The last several days, it has been very cloudy that's preventing the morning dew from drying off. Plus more rain. I was only able to cut the boulevard strip today, at 2.875" just before a storm came.


----------



## Jeff_MI84

13.83lbs of Headway G and 11.52lbs of 28-0-3 20% PolyPlus 35% Bio, followed by some rain to water it in.


----------



## Jeff_MI84

I cut the front and back at 4". The back could have been cut shorter as it didn't grow much since the last cut. I'm just hoping that they let me kill their lawn so I can do it properly.

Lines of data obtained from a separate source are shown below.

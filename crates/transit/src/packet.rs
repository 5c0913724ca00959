//! Wire packet shapes and the codec that maps commands to them.
//!
//! Generalizes `hooteproto::frame::HootFrame`'s command-table ownership: the
//! codec owns the `ver` tag and the command→payload mapping, and delegates
//! the bytes layer to an injected `Serializer`.

use crate::command::Command;
use crate::node::NodeId;
use serde::{Deserialize, Serialize};
use serde_json::Value;

/// Current protocol version. Bumping this is a breaking wire change.
pub const PROTOCOL_VERSION: &str = "4";

/// Error envelope carried by a failing `RESPONSE`.
#[derive(Debug, Clone, Serialize, Deserialize, PartialEq)]
pub struct ErrorEnvelope {
    pub name: String,
    pub message: String,
    pub code: Option<i64>,
    #[serde(rename = "type")]
    pub error_type: Option<String>,
    pub node_id: Option<NodeId>,
    pub data: Option<Value>,
    pub stack: Option<String>,
}

#[derive(Debug, Clone, Serialize, Deserialize, PartialEq)]
pub struct EventPayload {
    pub event: String,
    pub data: Value,
    #[serde(default, skip_serializing_if = "Option::is_none")]
    pub groups: Option<Vec<String>>,
}

#[derive(Debug, Clone, Serialize, Deserialize, PartialEq)]
pub struct RequestPayload {
    pub id: String,
    pub action: String,
    pub params: Value,
    #[serde(default)]
    pub meta: Value,
    #[serde(default, skip_serializing_if = "Option::is_none")]
    pub timeout: Option<u64>,
    #[serde(default, skip_serializing_if = "Option::is_none")]
    pub level: Option<u32>,
    #[serde(default, skip_serializing_if = "Option::is_none")]
    pub metrics: Option<bool>,
    #[serde(default, skip_serializing_if = "Option::is_none")]
    pub parent_id: Option<String>,
    #[serde(default, skip_serializing_if = "Option::is_none")]
    pub request_id: Option<String>,
}

#[derive(Debug, Clone, Serialize, Deserialize, PartialEq)]
pub struct ResponsePayload {
    pub id: String,
    pub success: bool,
    #[serde(default, skip_serializing_if = "Option::is_none")]
    pub data: Option<Value>,
    #[serde(default, skip_serializing_if = "Option::is_none")]
    pub error: Option<ErrorEnvelope>,
}

#[derive(Debug, Clone, Serialize, Deserialize, PartialEq)]
pub struct InfoPayload {
    pub services: Value,
    pub ip_list: Vec<String>,
    pub client: Value,
    pub config: Value,
}

#[derive(Debug, Clone, Serialize, Deserialize, PartialEq)]
pub struct HeartbeatPayload {
    pub cpu: f64,
}

#[derive(Debug, Clone, Serialize, Deserialize, PartialEq)]
pub struct PingPayload {
    pub time: i64,
}

#[derive(Debug, Clone, Serialize, Deserialize, PartialEq)]
pub struct PongPayload {
    pub time: i64,
    pub arrived: i64,
}

/// Command-tagged payload. The shape a command must carry is fixed by its
/// variant, not discovered at runtime.
#[derive(Debug, Clone, Serialize, Deserialize, PartialEq)]
#[serde(tag = "cmd")]
pub enum Payload {
    #[serde(rename = "EVENT")]
    Event(EventPayload),
    #[serde(rename = "REQUEST")]
    Request(RequestPayload),
    #[serde(rename = "RESPONSE")]
    Response(ResponsePayload),
    #[serde(rename = "DISCOVER")]
    Discover,
    #[serde(rename = "INFO")]
    Info(InfoPayload),
    #[serde(rename = "DISCONNECT")]
    Disconnect,
    #[serde(rename = "HEARTBEAT")]
    Heartbeat(HeartbeatPayload),
    #[serde(rename = "PING")]
    Ping(PingPayload),
    #[serde(rename = "PONG")]
    Pong(PongPayload),
}

impl Payload {
    pub fn command(&self) -> Command {
        match self {
            Payload::Event(_) => Command::Event,
            Payload::Request(_) => Command::Request,
            Payload::Response(_) => Command::Response,
            Payload::Discover => Command::Discover,
            Payload::Info(_) => Command::Info,
            Payload::Disconnect => Command::Disconnect,
            Payload::Heartbeat(_) => Command::Heartbeat,
            Payload::Ping(_) => Command::Ping,
            Payload::Pong(_) => Command::Pong,
        }
    }
}

/// Full on-wire packet: header common to every command, plus its payload.
///
/// `target` names the peer a unicast command is addressed to (e.g. a
/// targeted `RESPONSE`, `PING`, or `EVENT`); `None` means broadcast. The
/// transporter is the one that turns `(command, target)` into a concrete
/// topic such as `RESPONSE@B`.
#[derive(Debug, Clone, Serialize, Deserialize, PartialEq)]
pub struct Packet {
    pub ver: String,
    pub sender: NodeId,
    #[serde(default, skip_serializing_if = "Option::is_none")]
    pub target: Option<NodeId>,
    #[serde(flatten)]
    pub payload: Payload,
}

impl Packet {
    /// Builds a broadcast packet. Use [`Packet::targeted`] for unicast.
    pub fn new(sender: NodeId, payload: Payload) -> Self {
        Self {
            ver: PROTOCOL_VERSION.to_string(),
            sender,
            target: None,
            payload,
        }
    }

    /// Builds a packet addressed to a specific peer.
    pub fn targeted(sender: NodeId, target: NodeId, payload: Payload) -> Self {
        Self {
            ver: PROTOCOL_VERSION.to_string(),
            sender,
            target: Some(target),
            payload,
        }
    }

    pub fn command(&self) -> Command {
        self.payload.command()
    }
}
/// `connect()` must not resolve until the post-connect handshake has
/// actually declared the node connected, not merely once the transporter's
/// own connect future completes.
#[tokio::test]
async fn connect_resolves_only_after_handshake_completes() {
    let config = TransitConfig::default();
    let transit = Transit::new(
        NodeId::new("self-node"),
        MockTransporter::new(),
        Arc::new(MockBroker {
            node_id: NodeId::new("self-node"),
            local_events: Mutex::new(Vec::new()),
        }),
        Arc::new(MockRegistry {
            disconnected: Mutex::new(Vec::new()),
        }),
        Arc::new(DefaultContextFactory),
        Arc::new(JsonSerializer),
        Arc::new(SystemClock),
        config,
    );

    transit.connect().await;

    assert_eq!(transit.state(), TransitState::Connected);
}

The side reno is lookin' all sorts of good, I just haven't edged it yet. Here is my side reno, what I seeded, vs my parents' side reno that the lawn company insisted on seeding. They also aerated it, which I told them not to since I top dressed and leveled. I put Tenacity down after using two rounds of Round Up, there were no weeds after fallowing the soil. Plus there was some weed seed in the Tuf Turf 90/10. My side reno had one small/ thin weed and nothing since.


----------



## Jeff_MI84

Changed the edger blade on my Echo PAS-250 and edged the side reno for the first time. My squirrel friend was super nice, digging a very noticeably sized hole over there too.


----------



## Chris LI

Jeff_MI84 said:


> Changed the edger blade on my Echo PAS-250 and edged the side reno for the first time. My squirrel friend was super nice, digging a very noticeably sized hole over there too.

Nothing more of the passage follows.